I think in it’s current form, the manuscript is unfocused as well as missing key information and methodology that prohibit the evaluation of the results and conclusions. The discussion is superficial and doesn’t address key uncertainties and other factors that would affect the results. For the focus, the majority of the methods and half of the conclusions are focused on present day conditions. Only one short section in the results section is and the discussion about this is superficial. There is no section explaining how the forward projections were done and what data was used beyond the scenario names (and they are from AR5).
The most crucial information, the dataset about the palsas, is missing (cited as Appendix A). The information is not in the paper, is not already openly or provisionally available in an online repository (e.g. Zenodo or Pangaea or a Uni Helsinki repository), or in the supplementary materials. This is problematic because from what I see, the model results for North America seem to be particularly biased towards where there are samples or not. I think the data coverage is exceptional for Fennoscandia but really limited for North America. The authors don’t explore the representativeness of the dataset that they’ve collected towards earlier described or known inventories of permafrost peatland areas or palsa areas or peatland areas. This could be normalized and some confidence assigned based on the number of samples per peatland area. I thought that the results look really biased towards where there are samples, and quite limited outside that as I would expect a lot more coverage in Northwestern Canada (Alberta). Other areas that don’t look right to me, in particular a high chance for peat plateaus and palsas on the North Slope of Alaska and on the Seward Peninsula where the dataset is quite limited. To my knowledge, the peatland area is relatively limited on the North Slope and often limited to riverine systems and not so frequently peat occurence. Then further north, mostly polygonal tundra peatlands are found or no peatlands at all. As mentioned in the discussion, interior Alaska would make sense. I am also aware of some other large peatland datasets that could either be incorporated and referenced or used for validation (Treat et al., 2016, Table S1) as a presence/absence marker or a newer dataset from Olefeldt (BAWLD) that tackles this more directly (see “Permafrost Bog”). They show much more extensive permafrost bog coverage in northwestern Canada, for example.

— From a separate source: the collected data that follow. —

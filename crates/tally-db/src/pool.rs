//! # Database Pool Management
//!
//! Connection pool creation, repository access and batch commits.
//!
//! ## Architecture
//! ```text
//! ┌─────────────────────────────────────────────────────────────────────────┐
//! │                      Database Handle                                    │
//! │                                                                         │
//! │  DbConfig::new(path) ← Configure pool settings                         │
//! │       │                                                                 │
//! │       ▼                                                                 │
//! │  Database::new(config).await ← Create pool + run migrations            │
//! │       │                                                                 │
//! │       ├── products() / parties() / consumptions() / trash()   reads    │
//! │       │                                                                 │
//! │       ├── commit(WriteBatch)   one transaction per caller operation    │
//! │       │        │                                                        │
//! │       │        ▼                                                        │
//! │       └── subscribe()  ◄── ChangeNotice { seq, collections }           │
//! │                                                                         │
//! └─────────────────────────────────────────────────────────────────────────┘
//! ```
//!
//! ## WAL Mode
//! SQLite WAL (Write-Ahead Logging) mode is enabled so that snapshot reloads
//! never block a commit and a commit never blocks a reload.

use std::path::PathBuf;
use std::str::FromStr;
use std::sync::Arc;
use std::time::Duration;

use sqlx::sqlite::{SqliteConnectOptions, SqliteJournalMode, SqlitePoolOptions, SqliteSynchronous};
use sqlx::SqlitePool;
use tokio::sync::broadcast;
use tracing::{debug, info, warn};

use crate::batch::{self, WriteBatch};
use crate::error::{DbError, DbResult};
use crate::feed::{ChangeFeed, ChangeNotice};
use crate::migrations;
use crate::repository::consumption::ConsumptionRepository;
use crate::repository::party::PartyRepository;
use crate::repository::product::ProductRepository;
use crate::repository::trash::TrashRepository;

// =============================================================================
// Configuration
// =============================================================================

/// Database configuration.
///
/// ## Example
/// ```rust,ignore
/// let config = DbConfig::new("/path/to/tally.db")
///     .max_connections(5)
///     .min_connections(1);
/// ```
#[derive(Debug, Clone)]
pub struct DbConfig {
    /// Path to the SQLite database file.
    pub database_path: PathBuf,

    /// Maximum number of connections in the pool.
    /// Default: 5
    pub max_connections: u32,

    /// Minimum number of connections to keep alive.
    /// Default: 1
    pub min_connections: u32,

    /// Connection timeout duration.
    /// Default: 30 seconds
    pub connect_timeout: Duration,

    /// Idle timeout before closing a connection.
    /// Default: 10 minutes
    pub idle_timeout: Duration,

    /// Whether to run migrations on connect.
    /// Default: true
    pub run_migrations: bool,
}

impl DbConfig {
    /// Creates a new database configuration with the given path.
    ///
    /// The file is created if it doesn't exist.
    pub fn new(path: impl Into<PathBuf>) -> Self {
        DbConfig {
            database_path: path.into(),
            max_connections: 5,
            min_connections: 1,
            connect_timeout: Duration::from_secs(30),
            idle_timeout: Duration::from_secs(600),
            run_migrations: true,
        }
    }

    /// Sets the maximum number of connections.
    pub fn max_connections(mut self, max: u32) -> Self {
        self.max_connections = max;
        self
    }

    /// Sets the minimum number of connections.
    pub fn min_connections(mut self, min: u32) -> Self {
        self.min_connections = min;
        self
    }

    /// Sets the connection timeout.
    pub fn connect_timeout(mut self, timeout: Duration) -> Self {
        self.connect_timeout = timeout;
        self
    }

    /// Sets whether to run migrations on connect.
    pub fn run_migrations(mut self, run: bool) -> Self {
        self.run_migrations = run;
        self
    }

    /// Creates an in-memory database configuration (for testing).
    ///
    /// The database lives in its single connection, so the pool never
    /// grows past one and never lets that connection idle out.
    pub fn in_memory() -> Self {
        DbConfig {
            database_path: PathBuf::from(":memory:"),
            max_connections: 1,
            min_connections: 1,
            connect_timeout: Duration::from_secs(5),
            idle_timeout: Duration::from_secs(3600),
            run_migrations: true,
        }
    }
}

// =============================================================================
// Database
// =============================================================================

/// Main database handle providing repository access, atomic commits and the
/// change feed. Cheap to clone; clones share the pool and the feed.
#[derive(Debug, Clone)]
pub struct Database {
    /// The SQLite connection pool.
    pool: SqlitePool,

    /// Commit counter and notice channel.
    feed: Arc<ChangeFeed>,
}

impl Database {
    /// Creates a new database connection pool.
    ///
    /// ## What This Does
    /// 1. Creates the database file if it doesn't exist
    /// 2. Configures SQLite:
    ///    - WAL mode for concurrent reads
    ///    - NORMAL synchronous (balance of safety/speed)
    ///    - Foreign keys enabled
    /// 3. Creates the connection pool
    /// 4. Runs migrations (if enabled)
    pub async fn new(config: DbConfig) -> DbResult<Self> {
        info!(
            path = %config.database_path.display(),
            "Initializing database connection"
        );

        let connect_url = format!("sqlite://{}?mode=rwc", config.database_path.display());

        let connect_options = SqliteConnectOptions::from_str(&connect_url)
            .map_err(|e| DbError::ConnectionFailed(e.to_string()))?
            .journal_mode(SqliteJournalMode::Wal)
            .synchronous(SqliteSynchronous::Normal)
            // SQLite has them disabled by default for backwards compatibility
            .foreign_keys(true)
            .create_if_missing(true);

        debug!("Connection options configured");

        let pool = SqlitePoolOptions::new()
            .max_connections(config.max_connections)
            .min_connections(config.min_connections)
            .acquire_timeout(config.connect_timeout)
            .idle_timeout(Some(config.idle_timeout))
            .connect_with(connect_options)
            .await
            .map_err(|e| DbError::ConnectionFailed(e.to_string()))?;

        info!(
            max_connections = config.max_connections,
            "Database pool created"
        );

        let db = Database {
            pool,
            feed: Arc::new(ChangeFeed::new()),
        };

        if config.run_migrations {
            db.run_migrations().await?;
        }

        Ok(db)
    }

    /// Runs database migrations. Idempotent.
    pub async fn run_migrations(&self) -> DbResult<()> {
        info!("Running database migrations");
        migrations::run_migrations(&self.pool).await?;
        info!("Migrations complete");
        Ok(())
    }

    /// Returns a reference to the connection pool.
    pub fn pool(&self) -> &SqlitePool {
        &self.pool
    }

    /// Returns the product repository.
    pub fn products(&self) -> ProductRepository {
        ProductRepository::new(self.pool.clone())
    }

    /// Returns the company/employee repository.
    pub fn parties(&self) -> PartyRepository {
        PartyRepository::new(self.pool.clone())
    }

    /// Returns the ledger repository.
    pub fn consumptions(&self) -> ConsumptionRepository {
        ConsumptionRepository::new(self.pool.clone())
    }

    /// Returns the trash mirror repository.
    pub fn trash(&self) -> TrashRepository {
        TrashRepository::new(self.pool.clone())
    }

    // =========================================================================
    // Writes & Notifications
    // =========================================================================

    /// Commits every operation of `batch` in one transaction, then publishes a
    /// change notice. Returns the commit sequence number.
    ///
    /// ## Atomicity
    /// The first failing operation aborts the batch; the transaction is
    /// dropped unfinished, which rolls it back. No notice is published.
    ///
    /// An empty batch touches nothing and returns the current sequence.
    pub async fn commit(&self, batch: WriteBatch) -> DbResult<u64> {
        if batch.is_empty() {
            return Ok(self.feed.current_seq());
        }

        let collections = batch.collections();
        let mut tx = self
            .pool
            .begin()
            .await
            .map_err(|e| DbError::TransactionFailed(e.to_string()))?;

        for op in batch.ops() {
            if let Err(e) = batch::apply(&mut *tx, op).await {
                warn!(error = %e, op = ?op.collection(), "Write batch aborted");
                return Err(e);
            }
        }

        tx.commit()
            .await
            .map_err(|e| DbError::TransactionFailed(e.to_string()))?;

        let seq = self.feed.publish(collections);
        debug!(seq, ops = batch.len(), "Write batch committed");
        Ok(seq)
    }

    /// Subscribes to change notices published after each commit.
    pub fn subscribe(&self) -> broadcast::Receiver<ChangeNotice> {
        self.feed.subscribe()
    }

    /// Sequence number of the last published commit.
    pub fn commit_seq(&self) -> u64 {
        self.feed.current_seq()
    }

    /// Closes the database connection pool.
    pub async fn close(&self) {
        info!("Closing database connection pool");
        self.pool.close().await;
    }

    /// Checks if the database can execute queries.
    pub async fn health_check(&self) -> bool {
        sqlx::query("SELECT 1").execute(&self.pool).await.is_ok()
    }
}

// =============================================================================
// Unit Tests
// =============================================================================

My other major concern in this study was the approach for validation. Not much space or effort was dedicated towards convincing me as a reviewer that this approach worked (and from my visual inspection of Figure 2 above, I’m not convinced) and what the results would actually represent. Is this potential permafrost palsa are or actual permafrost palsa area? The model validation isn’t presented in the results section, or really at all. The closest we come is Table 1, giving the areas by region and the change over time. Comparisons about the spatial distributions are made to Fewster, but the areas are not put into context of peatland areas, permafrost peatland areas, regional permafrost peatland areas, or other independent datasets so it is difficult to glean if these area estimates are even reasonable. I would expect to see a table comparing the areas predicted in this study to other estimates from Webster 2018, Hugelius et al. 2020, Olefeldt et al., and Fewster. Finally, the real trick in these discontinuous permafrost environments is to separate permafrost that shouldn’t be there in today’s climate envelope and is only there because it formed under colder climate conditions and non-permafrost, as would happen at the exact southern edge of the permafrost environment (e.g. when there are paired cores at a site, one with permafrost, one without and commonly found in palsa regions of Fennoscandia and Canada). My understanding in this is that these samples would be excluded because they are too close in location, which might limit the accuracy of this approach in the most sensitive regions. If this is only change in potential permafrost palsa area with no distinction between where there is permafrost and not, this really limits the utility of the whole analysis for future predictions.
Specific comments:
15-16: why -98.2 and 89.2 loss? Signs don’t match?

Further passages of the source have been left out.